The Glitch

Overview: An installer has decided to use a 4-way motorized mixing valve to interface between a conventional gas-fired cast-iron boiler and a low temperature radiant panel system. The system is installed as shown. The mixing valve is located close to the boiler.

Exercise: Can you spot at least 4 details that are either incorrect or unnecessary for this type of system?

The Fix

Enlarge this picture The Fix

A 4-way motorized mixing valve is specifically design to create two mixing points within itself: One to regulate system supply temperature, and the other to boost boiler inlet temperature high enough to prevent sustained flue gas condensation. To accomplish the latter the controller operating the valve's motor must sense and react to boiler inlet temperature. Thus a boiler inlet temperature sensor is required.

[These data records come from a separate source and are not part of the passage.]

//! Reference producers: run an algorithm on an input and record its steps.
//!
//! Every producer is deterministic in its input. Random inputs come from
//! [`InputGenerator`], which is seeded, so a run request can be reproduced.

mod graph;
mod hanoi;
mod searching;
mod sorting;
mod tree;

use std::fmt;
use std::str::FromStr;
use std::sync::Arc;

use rand::rngs::StdRng;
use rand::seq::SliceRandom;
use rand::{Rng, SeedableRng};
use serde::{Deserialize, Serialize};
use stepwise_replay::Accumulator;
use stepwise_trace::{Graph, Step, StepKind, Structure, Tree, VisualState};
use tracing::debug;

use crate::error::{Error, Result};

/// Largest tower the recursion producer accepts; the trace has `2^n - 1` moves.
pub const MAX_DISKS: u32 = 10;

/// Visualizer family an algorithm belongs to.
#[derive(Debug, Clone, Copy, PartialEq, Eq, Hash, Serialize, Deserialize)]
#[serde(rename_all = "snake_case")]
pub enum Family {
    Sorting,
    Searching,
    Graph,
    Tree,
    Recursion,
}

/// The reference algorithms.
#[derive(Debug, Clone, Copy, PartialEq, Eq, Hash, Serialize, Deserialize)]
#[serde(rename_all = "kebab-case")]
pub enum Algorithm {
    BubbleSort,
    SelectionSort,
    InsertionSort,
    QuickSort,
    MergeSort,
    LinearSearch,
    BinarySearch,
    BreadthFirst,
    DepthFirst,
    PreOrder,
    InOrder,
    PostOrder,
    Hanoi,
}

impl Algorithm {
    pub const ALL: [Algorithm; 13] = [
        Algorithm::BubbleSort,
        Algorithm::SelectionSort,
        Algorithm::InsertionSort,
        Algorithm::QuickSort,
        Algorithm::MergeSort,
        Algorithm::LinearSearch,
        Algorithm::BinarySearch,
        Algorithm::BreadthFirst,
        Algorithm::DepthFirst,
        Algorithm::PreOrder,
        Algorithm::InOrder,
        Algorithm::PostOrder,
        Algorithm::Hanoi,
    ];

    pub fn name(&self) -> &'static str {
        match self {
            Algorithm::BubbleSort => "bubble-sort",
            Algorithm::SelectionSort => "selection-sort",
            Algorithm::InsertionSort => "insertion-sort",
            Algorithm::QuickSort => "quick-sort",
            Algorithm::MergeSort => "merge-sort",
            Algorithm::LinearSearch => "linear-search",
            Algorithm::BinarySearch => "binary-search",
            Algorithm::BreadthFirst => "breadth-first",
            Algorithm::DepthFirst => "depth-first",
            Algorithm::PreOrder => "pre-order",
            Algorithm::InOrder => "in-order",
            Algorithm::PostOrder => "post-order",
            Algorithm::Hanoi => "hanoi",
        }
    }

    pub fn family(&self) -> Family {
        match self {
            Algorithm::BubbleSort
            | Algorithm::SelectionSort
            | Algorithm::InsertionSort
            | Algorithm::QuickSort
            | Algorithm::MergeSort => Family::Sorting,
            Algorithm::LinearSearch | Algorithm::BinarySearch => Family::Searching,
            Algorithm::BreadthFirst | Algorithm::DepthFirst => Family::Graph,
            Algorithm::PreOrder | Algorithm::InOrder | Algorithm::PostOrder => Family::Tree,
            Algorithm::Hanoi => Family::Recursion,
        }
    }
}

impl fmt::Display for Algorithm {
    fn fmt(&self, f: &mut fmt::Formatter<'_>) -> fmt::Result {
        f.write_str(self.name())
    }
}

impl FromStr for Algorithm {
    type Err = Error;

    fn from_str(s: &str) -> Result<Self> {
        let wanted = s.trim().to_ascii_lowercase().replace('_', "-");
        Algorithm::ALL
            .into_iter()
            .find(|a| a.name() == wanted)
            .ok_or_else(|| Error::UnknownAlgorithm(s.to_string()))
    }
}

/// Input to a producer.
#[derive(Debug, Clone, PartialEq, Eq, Serialize, Deserialize)]
#[serde(tag = "type", rename_all = "snake_case")]
pub enum Input {
    /// Values to sort
    Values { values: Vec<i64> },
    /// Values to search and the value sought
    Search { values: Vec<i64>, target: i64 },
    /// Graph to traverse from `start`
    Graph { graph: Graph, start: usize },
    /// Values inserted into a binary search tree, in order
    Tree { values: Vec<i64> },
    /// Height of a tower of Hanoi
    Disks { disks: u32 },
}

impl Input {
    /// Number of elements the producer will work over.
    pub fn size(&self) -> usize {
        match self {
            Input::Values { values } | Input::Search { values, .. } | Input::Tree { values } => {
                values.len()
            }
            Input::Graph { graph, .. } => graph.node_count().max(graph.edges.len()),
            Input::Disks { disks } => *disks as usize,
        }
    }
}

/// A recorded run: where it starts and what happened.
#[derive(Debug, Clone)]
pub struct Run {
    pub algorithm: Algorithm,
    pub initial: VisualState,
    pub steps: Vec<Step>,
}

/// The state a run of `algorithm` on `input` starts from.
///
/// Fails if the input does not fit the algorithm. Binary search sorts its
/// values first.
pub fn initial_state(algorithm: Algorithm, input: &Input) -> Result<VisualState> {
    let mismatch = |expected| Error::InputMismatch {
        algorithm,
        expected,
    };
    let structure = match (algorithm.family(), input) {
        (Family::Sorting, Input::Values { values }) => Structure::Array(values.clone()),
        (Family::Sorting, _) => return Err(mismatch("values")),
        (Family::Searching, Input::Search { values, .. }) => {
            let mut values = values.clone();
            if algorithm == Algorithm::BinarySearch {
                values.sort_unstable();
            }
            Structure::Array(values)
        }
        (Family::Searching, _) => return Err(mismatch("search")),
        (Family::Graph, Input::Graph { graph, start })
            if *start < graph.node_count() && graph.dangling_edge().is_none() =>
        {
            Structure::Graph(graph.clone())
        }
        (Family::Graph, _) => {
            return Err(mismatch("graph with a valid start node and edges within it"))
        }
        (Family::Tree, Input::Tree { values }) => Structure::Tree(Tree::from_values(values)),
        (Family::Tree, _) => return Err(mismatch("tree")),
        (Family::Recursion, Input::Disks { disks }) if (1..=MAX_DISKS).contains(disks) => {
            Structure::hanoi(*disks, 3)
        }
        (Family::Recursion, _) => return Err(mismatch("1 to 10 disks")),
    };
    Ok(VisualState::new(structure))
}

/// Run `algorithm` on `input`.
///
/// With `with_snapshots` every step carries the state it leads to.
pub fn produce(algorithm: Algorithm, input: &Input, with_snapshots: bool) -> Result<Run> {
    let initial = initial_state(algorithm, input)?;
    let steps = match (&initial.structure, input) {
        (Structure::Array(values), Input::Values { .. }) => match algorithm {
            Algorithm::BubbleSort => sorting::bubble(values),
            Algorithm::SelectionSort => sorting::selection(values),
            Algorithm::InsertionSort => sorting::insertion(values),
            Algorithm::QuickSort => sorting::quick(values),
            _ => sorting::merge(values),
        },
        (Structure::Array(values), Input::Search { target, .. }) => match algorithm {
            Algorithm::BinarySearch => searching::binary(values, *target),
            _ => searching::linear(values, *target),
        },
        (Structure::Graph(graph), Input::Graph { start, .. }) => match algorithm {
            Algorithm::BreadthFirst => graph::breadth_first(graph, *start),
            _ => graph::depth_first(graph, *start),
        },
        (Structure::Tree(built), _) => {
            let order = match algorithm {
                Algorithm::PreOrder => tree::Order::Pre,
                Algorithm::InOrder => tree::Order::In,
                _ => tree::Order::Post,
            };
            tree::traverse(built, order)
        }
        (Structure::Pegs(_), Input::Disks { disks }) => hanoi::solve(*disks),
        _ => Vec::new(),
    };

    let steps = if with_snapshots {
        attach_snapshots(&initial, steps)
    } else {
        steps
    };
    debug!(%algorithm, steps = steps.len(), with_snapshots, "run recorded");
    Ok(Run {
        algorithm,
        initial,
        steps,
    })
}

/// Fold the run once and store each intermediate state on its step.
///
/// Stops attaching at the first step that does not fold, which leaves the
/// trace on the replay policy.
fn attach_snapshots(initial: &VisualState, steps: Vec<Step>) -> Vec<Step> {
    let accumulator = Accumulator::for_domain(initial.structure.domain());
    let mut state = initial.clone();
    let mut folding = true;
    steps
        .into_iter()
        .enumerate()
        .map(|(position, step)| {
            if !folding {
                return step;
            }
            match accumulator.fold(&mut state, position, &step) {
                Ok(skipped) => {
                    if let Some(skipped) = skipped {
                        debug!(position, kind = skipped.kind, "snapshot taken over a skipped step");
                    }
                    let snapshot = Arc::new(state.clone());
                    step.with_snapshot(snapshot)
                }
                Err(_) => {
                    folding = false;
                    step
                }
            }
        })
        .collect()
}

/// Appends steps for a producer.
#[derive(Debug, Default)]
pub(crate) struct Recorder {
    steps: Vec<Step>,
}

impl Recorder {
    pub(crate) fn push(&mut self, kind: StepKind) {
        self.steps.push(Step::new(kind));
    }

    pub(crate) fn note(&mut self, kind: StepKind, note: impl Into<String>) {
        self.steps.push(Step::new(kind).with_note(note));
    }

    pub(crate) fn label(&mut self, key: &str, text: impl Into<String>) {
        self.push(StepKind::Label {
            key: key.to_string(),
            text: text.into(),
        });
    }

    pub(crate) fn finish(self) -> Vec<Step> {
        self.steps
    }
}

/// Seeded random inputs for each family.
#[derive(Debug)]
pub struct InputGenerator {
    rng: StdRng,
}

impl InputGenerator {
    pub fn new(seed: u64) -> Self {
        Self {
            rng: StdRng::seed_from_u64(seed),
        }
    }

    /// A random input of roughly `size` elements suitable for `algorithm`.
    pub fn input_for(&mut self, algorithm: Algorithm, size: usize) -> Input {
        let size = size.max(1);
        match algorithm.family() {
            Family::Sorting => Input::Values {
                values: self.values(size),
            },
            Family::Searching => {
                let values = self.values(size);
                // Mostly present, sometimes absent.
                let target = if self.rng.gen_bool(0.75) {
                    values[self.rng.gen_range(0..values.len())]
                } else {
                    100 + self.rng.gen_range(0..100)
                };
                Input::Search { values, target }
            }
            Family::Graph => Input::Graph {
                graph: self.graph(size),
                start: 0,
            },
            Family::Tree => {
                let mut values: Vec<i64> = (1..=99).collect();
                values.shuffle(&mut self.rng);
                values.truncate(size.min(31));
                Input::Tree { values }
            }
            Family::Recursion => Input::Disks {
                disks: u32::try_from(size).unwrap_or(MAX_DISKS).clamp(1, MAX_DISKS),
            },
        }
    }

    fn values(&mut self, size: usize) -> Vec<i64> {
        (0..size).map(|_| self.rng.gen_range(1..100)).collect()
    }

    /// A connected graph: a random spanning tree plus a few extra edges.
    fn graph(&mut self, size: usize) -> Graph {
        let mut graph = Graph::with_nodes(size);
        for node in 1..size {
            let parent = self.rng.gen_range(0..node);
            graph.connect(parent, node);
        }
        for _ in 0..size / 2 {
            let a = self.rng.gen_range(0..size);
            let b = self.rng.gen_range(0..size);
            graph.connect(a, b);
        }
        graph
    }
}
//! Session supervisor: owns at most one live controller at a time.
//!
//! Starting a session produces the new trace first and only then retires the
//! old controller, so a failing producer leaves the current session playing.
//! Starts are serialized; two overlapping requests never leave two live
//! controllers behind.

use std::future::Future;

use stepwise_trace::{Step, Trace, VisualState};
use tokio::sync::{watch, Mutex};
use tracing::{info, warn};

use crate::config::PlaybackConfig;
use crate::controller::{PlaybackController, PlaybackState};
use crate::error::{Error, Result};

/// Replaces the active playback session on request.
#[derive(Debug)]
pub struct SessionSupervisor {
    config: PlaybackConfig,
    starting: Mutex<()>,
    current: watch::Sender<Option<PlaybackController>>,
}

impl SessionSupervisor {
    pub fn new(config: PlaybackConfig) -> Self {
        let (current, _) = watch::channel(None);
        Self {
            config,
            starting: Mutex::new(()),
            current,
        }
    }

    pub fn config(&self) -> &PlaybackConfig {
        &self.config
    }

    /// Run `producer` and, if it yields a trace, make it the active session.
    ///
    /// On producer failure the previous session is left untouched and
    /// [`Error::TraceUnavailable`] is returned.
    pub async fn start_session<F, E>(
        &self,
        initial: VisualState,
        producer: F,
    ) -> Result<PlaybackController>
    where
        F: Future<Output = std::result::Result<Vec<Step>, E>>,
        E: Into<Box<dyn std::error::Error + Send + Sync>>,
    {
        let _starting = self.starting.lock().await;
        let steps = producer.await.map_err(|err| {
            let error = Error::TraceUnavailable(err.into());
            warn!(%error, "producer failed, keeping current session");
            error
        })?;
        self.install(initial, Trace::new(steps)).await
    }

    /// Make an already built trace the active session.
    pub async fn start_with_trace(
        &self,
        initial: VisualState,
        trace: Trace,
    ) -> Result<PlaybackController> {
        let _starting = self.starting.lock().await;
        self.install(initial, trace).await
    }

    async fn install(&self, initial: VisualState, trace: Trace) -> Result<PlaybackController> {
        let domain = initial.structure.domain();
        if let Err(err) = trace.check_domain(domain) {
            warn!(trace = %trace.id(), error = %err, "rejecting trace, keeping current session");
            return Err(Error::TraceUnavailable(Box::new(err)));
        }

        if let Some(previous) = self.current() {
            previous.shutdown(self.config.cancel_grace).await;
        }

        let controller = PlaybackController::new(trace, initial, &self.config);
        info!(
            trace = %controller.trace().id(),
            steps = controller.trace().len(),
            %domain,
            "session started"
        );
        self.current.send_replace(Some(controller.clone()));
        Ok(controller)
    }

    /// The active controller, if any.
    pub fn current(&self) -> Option<PlaybackController> {
        self.current.borrow().clone()
    }

    /// Be told whenever the active controller changes.
    pub fn watch(&self) -> watch::Receiver<Option<PlaybackController>> {
        self.current.subscribe()
    }

    /// Cancel and drop the active controller.
    pub async fn end_session(&self) {
        let _starting = self.starting.lock().await;
        if let Some(previous) = self.current.send_replace(None) {
            previous.shutdown(self.config.cancel_grace).await;
            info!(trace = %previous.trace().id(), "session ended");
        }
    }

    /// State of the active controller, or [`PlaybackState::Idle`].
    pub async fn state(&self) -> PlaybackState {
        match self.current() {
            Some(controller) => controller.state().await,
            None => PlaybackState::Idle,
        }
    }
}
impl TransitionTable for GraphTable {
    fn domain(&self) -> Domain {
        Domain::Graph
    }

    fn supports(&self, kind: &StepKind) -> bool {
        matches!(
            kind,
            StepKind::Visit { .. }
                | StepKind::Queue { .. }
                | StepKind::Dequeue { .. }
                | StepKind::MarkVisited { .. }
                | StepKind::Explore { .. }
                | StepKind::Unexplore { .. }
                | StepKind::Found { .. }
                | StepKind::NotFound
                | StepKind::Label { .. }
        )
    }

    fn apply(&self, state: &mut VisualState, kind: &StepKind) -> Result<Transition, FoldError> {
        match kind {
            StepKind::Visit { node } => visit(state, *node)?,
            StepKind::Queue { node } => queue(state, *node)?,
            StepKind::Dequeue { node } => dequeue(state, *node)?,
            StepKind::MarkVisited { node } => mark_visited(state, *node)?,
            StepKind::Explore { source, target } => explore(state, *source, *target)?,
            StepKind::Unexplore { source, target } => unexplore(state, *source, *target)?,
            StepKind::Found { index } => found(state, *index)?,
            StepKind::NotFound => not_found(state),
            StepKind::Label { key, text } => label(state, key, text),
            _ => return Ok(Transition::Unsupported),
        }
        Ok(Transition::Applied)
    }
}

impl TransitionTable for TreeTable {
    fn domain(&self) -> Domain {
        Domain::Tree
    }

    fn supports(&self, kind: &StepKind) -> bool {
        matches!(
            kind,
            StepKind::Compare { .. }
                | StepKind::Visit { .. }
                | StepKind::Queue { .. }
                | StepKind::Dequeue { .. }
                | StepKind::MarkVisited { .. }
                | StepKind::Explore { .. }
                | StepKind::Unexplore { .. }
                | StepKind::Found { .. }
                | StepKind::NotFound
                | StepKind::Label { .. }
        )
    }

    fn apply(&self, state: &mut VisualState, kind: &StepKind) -> Result<Transition, FoldError> {
        match kind {
            StepKind::Compare { i, j } => compare(state, *i, *j)?,
            StepKind::Visit { node } => visit(state, *node)?,
            StepKind::Queue { node } => queue(state, *node)?,
            StepKind::Dequeue { node } => dequeue(state, *node)?,
            StepKind::MarkVisited { node } => mark_visited(state, *node)?,
            StepKind::Explore { source, target } => explore(state, *source, *target)?,
            StepKind::Unexplore { source, target } => unexplore(state, *source, *target)?,
            StepKind::Found { index } => found(state, *index)?,
            StepKind::NotFound => not_found(state),
            StepKind::Label { key, text } => label(state, key, text),
            _ => return Ok(Transition::Unsupported),
        }
        Ok(Transition::Applied)
    }
}

impl TransitionTable for PegTable {
    fn domain(&self) -> Domain {
        Domain::Pegs
    }

    fn supports(&self, kind: &StepKind) -> bool {
        matches!(
            kind,
            StepKind::Move { .. }
                | StepKind::Select { .. }
                | StepKind::Deselect { .. }
                | StepKind::Label { .. }
        )
    }

    fn apply(&self, state: &mut VisualState, kind: &StepKind) -> Result<Transition, FoldError> {
        match kind {
            StepKind::Move { item, from, to } => move_disk(state, *item, *from, *to)?,
            StepKind::Select { index } => select(state, *index)?,
            StepKind::Deselect { index } => deselect(state, *index)?,
            StepKind::Label { key, text } => label(state, key, text),
            _ => return Ok(Transition::Unsupported),
        }
        Ok(Transition::Applied)
    }
}

fn check(state: &VisualState, index: usize) -> Result<(), FoldError> {
    let len = state.structure.len();
    if index < len {
        Ok(())
    } else {
        Err(FoldError::OutOfRange { index, len })
    }
}

fn wrong_structure(domain: Domain, kind: &'static str) -> FoldError {
    FoldError::WrongStructure { kind, domain }
}

fn compare(state: &mut VisualState, i: usize, j: usize) -> Result<(), FoldError> {
    check(state, i)?;
    check(state, j)?;
    state.active = vec![i, j];
    Ok(())
}

fn select(state: &mut VisualState, index: usize) -> Result<(), FoldError> {
    check(state, index)?;
    state.selected.insert(index);
    state.active = vec![index];
    Ok(())
}

fn deselect(state: &mut VisualState, index: usize) -> Result<(), FoldError> {
    check(state, index)?;
    state.selected.remove(&index);
    state.active = vec![index];
    Ok(())
}

fn visit(state: &mut VisualState, node: usize) -> Result<(), FoldError> {
    check(state, node)?;
    state.current = Some(node);
    state.active = vec![node];
    Ok(())
}

fn queue(state: &mut VisualState, node: usize) -> Result<(), FoldError> {
    check(state, node)?;
    state.frontier.push_back(node);
    state.active = vec![node];
    Ok(())
}

fn dequeue(state: &mut VisualState, node: usize) -> Result<(), FoldError> {
    check(state, node)?;
    if let Some(at) = state.frontier.iter().position(|&n| n == node) {
        state.frontier.remove(at);
    }
    state.active = vec![node];
    Ok(())
}

/// Swap two slots and carry every index-based highlight with its element.
/// `sorted` marks positions, not elements, and stays put.
fn swap(state: &mut VisualState, i: usize, j: usize) -> Result<(), FoldError> {
    check(state, i)?;
    check(state, j)?;
    let domain = state.structure.domain();
    let Structure::Array(values) = &mut state.structure else {
        return Err(wrong_structure(domain, "swap"));
    };
    values.swap(i, j);

    let follow = |index: usize| {
        if index == i {
            j
        } else if index == j {
            i
        } else {
            index
        }
    };
    for set in [
        &mut state.selected,
        &mut state.moved,
        &mut state.less,
        &mut state.greater,
    ] {
        *set = remap(set, follow);
    }
    state.pivot = state.pivot.map(follow);

    state.moved.insert(i);
    state.moved.insert(j);
    state.active = vec![i, j];
    Ok(())
}

fn remap(set: &BTreeSet<usize>, follow: impl Fn(usize) -> usize) -> BTreeSet<usize> {
    set.iter().map(|&index| follow(index)).collect()
}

It's also unnecessary to use a separate boiler loop and its associated circulator when the boiler has low flow resistance and the mixing valve is located close to the boiler. With generously sized piping between the boiler and 4-way valve, sufficient flow is created from the combined effects of buoyancy and momentum exchange in the mixing valve. Elimination of the boiler circulator reduces both installation and operating cost.

Note that the supply temperature sensor is located immediately downstream of the 4-way mixing valve. Although mixing may have begun by the time flow passes this sensor location, it may not be complete, and thus the sensor may not be sensing the final blended temperature sensor to the radiant panel circuits. It’s always good practice to install the supply temperature sensor downstream of the distribution circulator to ensure complete mixing has occurred prior to flow past the sensor.

The purging valve adjacent to the mixing valve is installed backwards.

Finally, the boiler loop circulator is pumping toward the location of the expansion tank. It should be pumping away from this location.